*822OPINION.
Steknhagen:The Commissioner, in determining the deficiency, stated that 100 percent of the gain realized in the 1937 distribution of the assets of the Queen Lane Investment Co. should be taken into *823account in computing net income in accordance with section 115 (c), Revenue Act of 1936.1 No facts are stated to throw light on the ground of the determination. The petitioner admits that the distribution was one in liquidation and contends that under section 115 (c) only 30 percent of the gain is taxable. The argument of both parties is focused upon the question whether the liquidation, which admittedly was taking place in 1937, began in 1935. The respondent treats the deficiency determination as equivalent to holding that the distribution in question for 1937 was but a step in a process of liquidation which began in 1935, and upon this postulate reasons that the 1935 plan of liquidation did not contemplate its consummation within two years and hence that the distribution in 1937 is taxable to the extent of 100 percent of the gain.
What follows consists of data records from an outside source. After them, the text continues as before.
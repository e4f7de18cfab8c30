//! Timeline selection <-> page URL
//!
//! Every timeline selection change is written into the URL query and pushed
//! onto the navigation history. Loading a URL (initially, or through back and
//! forward) reads the parameters back, falling back to the configured
//! defaults for absent or empty ones.

use crate::event::encode_query;
use crate::selection::{
    parse_baseline, split_values, BenchmarkChoice, TimelineDefaults, TimelineSelection, Toggle,
};
use serde::Serialize;
use std::collections::HashMap;

/// Query string (with leading `?`) for a timeline selection
pub fn encode(selection: &TimelineSelection) -> String {
    format!("?{}", encode_query(&selection.to_query()))
}

/// Read a timeline selection from a URL query, with or without leading `?`
pub fn decode(query: &str, defaults: &TimelineDefaults) -> TimelineSelection {
    let query = query.trim_start_matches('?');
    let params: HashMap<String, String> = url::form_urlencoded::parse(query.as_bytes())
        .into_owned()
        .filter(|(_, v)| !v.is_empty())
        .collect();
    let param = |name: &str| params.get(name).map(String::as_str);

    let toggle = |name: &str, default: Toggle| match param(name) {
        Some(value) => Toggle::from(value == "on"),
        None => default,
    };

    TimelineSelection {
        executables: param("exe")
            .map(split_values)
            .unwrap_or_else(|| defaults.executables.clone()),
        baseline: param("base")
            .map(parse_baseline)
            .unwrap_or_else(|| defaults.baseline.clone()),
        benchmark: param("ben")
            .map(|b| BenchmarkChoice::from(b.to_string()))
            .unwrap_or_else(|| defaults.benchmark.clone()),
        environment: param("env")
            .map(str::to_string)
            .unwrap_or_else(|| defaults.environment.clone()),
        revisions: param("revs")
            .and_then(|r| r.trim().parse().ok())
            .unwrap_or(defaults.revisions),
        branches: param("bran")
            .map(split_values)
            .unwrap_or_else(|| defaults.branches.clone()),
        equidistant: toggle("equid", defaults.equidistant),
        quartiles: toggle("quarts", defaults.quartiles),
        extrema: toggle("extr", defaults.extrema),
    }
}

/// Browser-style navigation history of URL states
#[derive(Debug, Clone, Default, PartialEq, Serialize)]
pub struct UrlHistory {
    entries: Vec<String>,
    cursor: usize,
}

impl UrlHistory {
    pub fn new() -> Self {
        Self::default()
    }

    /// Record a new state, dropping any forward entries
    pub fn push(&mut self, url: impl Into<String>) {
        let url = url.into();
        if self.current() == Some(url.as_str()) {
            return;
        }
        if !self.entries.is_empty() {
            self.entries.truncate(self.cursor + 1);
        }
        self.entries.push(url);
        self.cursor = self.entries.len() - 1;
    }

    pub fn current(&self) -> Option<&str> {
        self.entries.get(self.cursor).map(String::as_str)
    }

    /// Step back; returns the state to re-apply
    pub fn back(&mut self) -> Option<&str> {
        if self.cursor == 0 {
            return None;
        }
        self.cursor -= 1;
        self.current()
    }

    /// Step forward; returns the state to re-apply
    pub fn forward(&mut self) -> Option<&str> {
        if self.cursor + 1 >= self.entries.len() {
            return None;
        }
        self.cursor += 1;
        self.current()
    }

    pub fn entries(&self) -> &[String] {
        &self.entries
    }

    pub fn len(&self) -> usize {
        self.entries.len()
    }

    pub fn is_empty(&self) -> bool {
        self.entries.is_empty()
    }
}

#[cfg(test)]
mod tests {
    use super::*;
    use pretty_assertions::assert_eq;

    fn defaults() -> TimelineDefaults {
        TimelineDefaults {
            executables: vec!["1".to_string()],
            environment: "1".to_string(),
            baseline: Some("2+14".to_string()),
            ..Default::default()
        }
    }

    #[test]
    fn test_round_trip_keeps_every_parameter() {
        let selection = TimelineSelection {
            executables: vec!["1".to_string(), "3".to_string()],
            baseline: None,
            benchmark: BenchmarkChoice::Single("float add".to_string()),
            environment: "2".to_string(),
            revisions: 50,
            branches: vec!["default".to_string(), "py3k".to_string()],
            equidistant: Toggle::On,
            quartiles: Toggle::Off,
            extrema: Toggle::On,
        };

        let url = encode(&selection);
        assert!(url.starts_with("?exe=1%2C3&base=none&ben=float+add"));
        assert_eq!(decode(&url, &defaults()), selection);
    }

    #[test]
    fn test_round_trip_of_default_toggles() {
        let mut selection = defaults().selection();
        selection.benchmark = BenchmarkChoice::None;
        assert_eq!(decode(&encode(&selection), &defaults()), selection);
    }

    #[test]
    fn test_absent_and_empty_params_use_defaults() {
        let selection = decode("exe=&revs=&ben=grid", &defaults());
        assert_eq!(selection, defaults().selection());

        let selection = decode("", &defaults());
        assert_eq!(selection.revisions, 10);
        assert_eq!(selection.quartiles, Toggle::On);
        assert_eq!(selection.baseline.as_deref(), Some("2+14"));
    }

    #[test]
    fn test_bad_values() {
        let selection = decode("?revs=many&equid=yes&base=undefined", &defaults());
        assert_eq!(selection.revisions, 10);
        assert_eq!(selection.equidistant, Toggle::Off);
        assert_eq!(selection.baseline, None);
    }

    #[test]
    fn test_history_back_and_forward() {
        let mut history = UrlHistory::new();
        assert_eq!(history.back(), None);

        history.push("?a");
        history.push("?b");
        history.push("?b");
        history.push("?c");
        assert_eq!(history.len(), 3);

        assert_eq!(history.back(), Some("?b"));
        assert_eq!(history.back(), Some("?a"));
        assert_eq!(history.back(), None);
        assert_eq!(history.forward(), Some("?b"));

        // A new state discards the forward entries
        history.push("?d");
        assert_eq!(history.entries(), &["?a", "?b", "?d"]);
        assert_eq!(history.forward(), None);
    }
}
The petitioner, adopting the respondent’s treatment of the deficiency determination as a determination of all the facts necessary to support it, has undertaken to establish that the 1935 and 1936 distributions were not in liquidation and that the distribution in 1937 was the first such distribution in a plan which was to be concluded within two years. The evidence supports the petitioner’s contention. The directors of the corporation were fully alert to the effects of their conduct on Federal and state taxes of both the corporation and its shareholders. They had been fully advised by counsel. The reasons for the distributions of 1935 and 1936 out of special capital account had to do entirely with taxes of Pennsylvania. The directors gave consideration in 1935 and 1936 to the advisability of liquidation and decided against it. They intended to make a distribution of the sort described in section 115 (d). There is no evidence to indicate that liquidation was intended or was consciously or inadvertently being carried out. Nothing was done looking to a winding up of business; there was no cessation of normal activities; aside from a reduction of the assets by the distributions, *824there was nothing to indicate liquidation, and there was no thought of canceling shares. If the issue before the Board today were the applicability of section 115 (c) to the distributions of 1935 and 1936, for the purpose of determining tax for those years, the evidence would establish that the distributions were not in liquidation and that the section was not applicable.
The evidence shows why the liquidation did not begin until 1937. It was not until then that the franchise tax of Pennsylvania became so burdensome as to arouse an inquiry by the directors as to whether it was cheaper, from a tax standpoint, to continue the existence of the corporation with the new burden of Pennsylvania taxes or to liquidate the corporation with the consequent immediate burden of taxes upon the shareholders. As a result of that inquiry and upon advice, the directors decided to liquidate. This was the first time such a decision was made. The character of a distribution as one in liquidation is determinable as a fact upon all the evidence, including evidence of the directors’ intention and the attendant circumstances, Tootle v. Commissioner, 58 Fed. (2d) 576, affirming 20 B. T. A. 892; Gossett v. Commissioner, 59 Fed. (2d) 365, affirming 22 B. T. A. 1279; Helvering v. Edison Securities Corporation, 78 Fed. (2d) 85, affirming 29 B. T. A. 483. The conclusion has been reached that the distributions of 1935 and 1936 were not distributions in liquidation; that there were no plan for liquidation and no liquidation activities prior to 1937; and that the distribution made in 1937 was a distribution in liquidation under a plan to be completed within two years from the close of 1937.
The petitioners now concede that they should have used $154,742.74 as the basis for the 30 percent gain instead of the $147,724.91 which they used. Except for this change, the Commissioner’s determination is reversed.
Decision will be entered wnder Rule 50.
(c) Distributions in Liquidation.—Amounts distributed in complete liquidation of a corporation shall be treated as in full payment in exchange for the stock, and amounts distributed in partial liquidation of a corporation shall be treated as in part or full payment in exchange for the stock. The gain or loss to the distributee resulting from such exchange shall be determined under section 111, but shall be recognized only to the extent provided in section 112. Despite the provisions of section 117 (a), 100 per centum of the gain so recognized shall be taken into account in computing net income, except in the case of amounts distributed in complete liquidation of a corporation. Dor the purpose of the preceding sentence, “complete liquidation” includes any one of a series of distributions made by a corporation in complete cancellation or redemption of all of its stock in accordance with a bona fide plan of liquidation and under which the transfer of the property under the liquidation is to be completed within a time specified in the plan, not exceeding two years from the close of the taxable year during which is made the first of the series of distributions under the plan. In the ease of amounts distributed (whether before January 1, 1934, or on or after such date) in partial liquidation (other than a distribution within the provisions of subsection (h) of this section of stock or securities in connection with a reorganization) the part of such distribution which is properly chargeable to capital account shall not be considered a distribution of earnings or profits.